Something below the streets of New York is killing homeless people. When ordinary citizens begin disappearing as well, the heat is on to find and stop the menace. That menace is CHUD. CHUD stands for Cannibalistic Humanoid Underground Dwellers and the name pretty much says it all. CHUD has been something of a cult classic, a member of the great pantheon of '80s B-movies.

John Heard and Daniel Stern star as two men approaching the menace from different sides. Heard, as photographer George Cooper, had photographed a group of the underground homeless (undergrounders) who become central to the CHUD mystery. The Reverend (Stern) is an ex-con who runs a soup kitchen and becomes concerned when many of his regulars begin to vanish.
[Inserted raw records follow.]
//! Basic image generation example.
//!
//! Run with: `cargo run --example generate_image`
//!
//! Requires `GEMINI_API_KEY` (or `GOOGLE_API_KEY`) environment variable.

use reelmind::{AspectRatio, GeminiProvider, GenerationRequest, ImageService};

#[tokio::main]
async fn main() -> reelmind::Result<()> {
    let provider = GeminiProvider::builder().build()?;

    let request = GenerationRequest::new("A rainy alley with a neon sign reading “NOODLES”")
        .with_aspect_ratio(AspectRatio::Portrait);
    let image = provider.generate(&request).await?;

    let path = image.download_file_name();
    image.save(&path)?;
    println!(
        "Generated image: {} ({})",
        path,
        image.image.mime_type()
    );

    Ok(())
}
//! Prompt enhancement.
//!
//! Raw user prompts are wrapped with fixed style directives before they are
//! sent to the model. Text quoted with `「…」` or `“…”` is treated as literal
//! text that must appear verbatim in the image (signs, titles, captions).

use crate::image::Mode;
use once_cell::sync::Lazy;
use regex::Regex;

/// Matches the first `「…」` or `“…”` span.
static LITERAL_TEXT: Lazy<Regex> =
    Lazy::new(|| Regex::new(r"「([^」]+)」|“([^”]+)”").expect("valid literal text pattern"));

/// Heading of the literal-text block. Present only when a quoted span was found.
pub const LITERAL_TEXT_HEADING: &str = "[Exact text rendering]";

const GENERATE_DIRECTIVES: &str = "[Style]\n\
Photorealistic, ultra-detailed, 8K resolution, sharp focus.\n\
Cinematic, physically plausible lighting with natural shadows and depth.";

const GENERATE_STROKE_DIRECTIVE: &str = "Every character of the quoted text must have correct, \
complete strokes. Do not invent, drop, or substitute characters.";

const EDIT_DIRECTIVES: &str = "[Editing rules]\n\
Preserve the original image's perspective, lighting, color temperature, and composition.\n\
Apply only the requested change and blend it seamlessly so it looks native to the original photo.";

/// Returns the inner text of the first quoted span, if any.
///
/// Only the first span is honored; later spans stay in the prompt as plain text.
pub fn literal_text(prompt: &str) -> Option<&str> {
    let caps = LITERAL_TEXT.captures(prompt)?;
    caps.get(1).or_else(|| caps.get(2)).map(|m| m.as_str())
}

/// Wraps a raw prompt with the directives for `mode`.
pub fn enhance(raw_prompt: &str, mode: Mode) -> String {
    let raw_prompt = raw_prompt.trim();
    let literal = literal_text(raw_prompt);

    let mut sections = vec![raw_prompt.to_string()];

    if let Some(text) = literal {
        sections.push(format!(
            "{LITERAL_TEXT_HEADING}\n\
             The image must clearly display this exact text: \"{text}\".\n\
             Render it exactly as written, legibly and prominently, \
             like lettering on a sign or a title card. Do not translate or paraphrase it."
        ));
    }

    match mode {
        Mode::Generate => {
            let mut directives = GENERATE_DIRECTIVES.to_string();
            if literal.is_some() {
                directives.push('\n');
                directives.push_str(GENERATE_STROKE_DIRECTIVE);
            }
            sections.push(directives);
        }
        Mode::Edit => sections.push(EDIT_DIRECTIVES.to_string()),
    }

    sections.join("\n\n")
}
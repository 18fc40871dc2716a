//! Base64 data URIs (`data:<mime>;base64,<payload>`).

use crate::error::{ReelMindError, Result};
use base64::Engine;
use std::fmt;
use std::str::FromStr;

/// MIME type assumed when a response or an upload does not carry one.
pub const DEFAULT_MIME_TYPE: &str = "image/png";

/// An image payload encoded inline as a base64 data URI.
#[derive(Debug, Clone, PartialEq, Eq)]
pub struct DataUri {
    mime_type: String,
    data: String,
}

impl DataUri {
    /// Creates a data URI from an already base64-encoded payload.
    ///
    /// An empty MIME type falls back to [`DEFAULT_MIME_TYPE`].
    pub fn new(mime_type: impl Into<String>, base64_data: impl Into<String>) -> Self {
        let mime_type = mime_type.into();
        Self {
            mime_type: if mime_type.trim().is_empty() {
                DEFAULT_MIME_TYPE.to_string()
            } else {
                mime_type
            },
            data: base64_data.into(),
        }
    }

    /// Encodes raw bytes.
    pub fn from_bytes(mime_type: impl Into<String>, bytes: &[u8]) -> Self {
        Self::new(
            mime_type,
            base64::engine::general_purpose::STANDARD.encode(bytes),
        )
    }

    /// Returns the MIME type.
    pub fn mime_type(&self) -> &str {
        &self.mime_type
    }

    /// Returns the base64 payload without the `data:` header.
    pub fn base64_data(&self) -> &str {
        &self.data
    }

    /// Decodes the payload back into raw bytes.
    pub fn decode(&self) -> Result<Vec<u8>> {
        base64::engine::general_purpose::STANDARD
            .decode(self.data.as_bytes())
            .map_err(|e| ReelMindError::Decode(e.to_string()))
    }
}

impl fmt::Display for DataUri {
    fn fmt(&self, f: &mut fmt::Formatter<'_>) -> fmt::Result {
        write!(f, "data:{};base64,{}", self.mime_type, self.data)
    }
}

impl FromStr for DataUri {
    type Err = ReelMindError;

    fn from_str(s: &str) -> Result<Self> {
        let rest = s
            .strip_prefix("data:")
            .ok_or_else(|| ReelMindError::Decode("missing `data:` scheme".into()))?;
        let (header, payload) = rest
            .split_once(',')
            .ok_or_else(|| ReelMindError::Decode("missing `,` separator".into()))?;
        let mime_type = header
            .strip_suffix(";base64")
            .ok_or_else(|| ReelMindError::Decode("only base64 data URIs are supported".into()))?;
        Ok(Self::new(mime_type, payload))
    }
}

/// Returns the bare base64 payload of `input`.
///
/// A `data:...,` header is removed; anything else is returned unmodified.
pub fn strip_data_uri_prefix(input: &str) -> &str {
    if input.starts_with("data:") {
        if let Some((_, payload)) = input.split_once(',') {
            return payload;
        }
    }
    input
}
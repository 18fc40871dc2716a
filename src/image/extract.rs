//! Pulls the image out of a `generateContent` response.

use crate::data_uri::DataUri;
use crate::error::{ReelMindError, Result};
use crate::image::wire::GenerateContentResponse;

/// Finish reasons that mean the candidate was stopped by a content filter.
const SAFETY_FINISH_REASONS: &[&str] = &[
    "SAFETY",
    "IMAGE_SAFETY",
    "PROHIBITED_CONTENT",
    "IMAGE_PROHIBITED_CONTENT",
    "BLOCKLIST",
    "SPII",
];

/// Returns true if `reason` is a safety-filter finish reason.
pub fn is_safety_finish_reason(reason: &str) -> bool {
    SAFETY_FINISH_REASONS.contains(&reason)
}

/// Extracts the first inline image of the first candidate.
///
/// Checks run in a fixed order, and the first failing check decides the error:
/// no candidates, safety stop, inline data, text-only answer, nothing usable.
/// Inline parts with an empty payload are skipped.
pub fn extract_image(response: &GenerateContentResponse) -> Result<DataUri> {
    let candidate = response
        .candidates
        .first()
        .ok_or_else(|| ReelMindError::NoCandidates {
            block_reason: response
                .prompt_feedback
                .as_ref()
                .and_then(|f| f.block_reason.clone()),
        })?;

    if let Some(reason) = candidate.finish_reason.as_deref() {
        if is_safety_finish_reason(reason) {
            return Err(ReelMindError::SafetyBlocked(reason.to_string()));
        }
    }

    let parts = candidate
        .content
        .as_ref()
        .map(|c| c.parts.as_slice())
        .unwrap_or_default();

    if let Some(inline) = parts
        .iter()
        .filter_map(|p| p.inline_data.as_ref())
        .find(|d| !d.data.is_empty())
    {
        let mime_type = inline.mime_type.clone().unwrap_or_default();
        return Ok(DataUri::new(mime_type, inline.data.clone()));
    }

    let text: Vec<&str> = parts
        .iter()
        .filter_map(|p| p.text.as_deref())
        .map(str::trim)
        .filter(|t| !t.is_empty())
        .collect();
    if !text.is_empty() {
        return Err(ReelMindError::UnexpectedTextResponse(text.join("\n")));
    }

    Err(ReelMindError::NoImageData)
}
CHUD, in the tradition of the great monster movies of the 1950s and '60s, is, in essence, a cautionary tale. The plot holds up surprisingly well. Unfortunately, the same cannot be said of the CHUD themselves. The years have not been kind to them. What little fear factor CHUD may have possessed has long since left them. Still, it works in part because of these failings. What would CHUD be without its cheesiness?

The video, looks surprisingly good, almost too good, for a film like CHUD. It is far from perfect, however. All the usual gremlins, such as scratches and grain, make appearances throughout the film but without too ill an effect. Colors are reproduced with accurate fidelity (the green rubbery CHUD skin looks convincingly green and rubbery). The widescreen (1.77:1) transfer is anamorphic, a nice touch even though the aspect ratio is barely widescreen.

CHUD sounds decent. The Dolby Digital Mono is no frills, but it maintains clarity throughout the soundtrack. Obviously, there is no surround usage at all and zero bass but this isn't a film that demands such things. The soundtrack does its job, just don't ask for anything over the top.

Anchor Bay manages to bring us a really great audio commentary for the disc, featuring stars Heard and Stern, plus the director and writer. Sometimes commentaries feel forced, as if the participants would rather spend the time getting a root canal then watching their own film. Not the case here, all the participants have fun reminiscing over the movie and the experience making it. It's a great job. Additionally, there is also an original trailer and a collection of photo stills.

You can define people into two categories, those who know CHUD and those who don't. It's one of those films, like the CHUD themselves, that lives in the depths below the mainstream and surfaces only from time to time. It isn't a great movie but it's fun, a true Saturday matinee.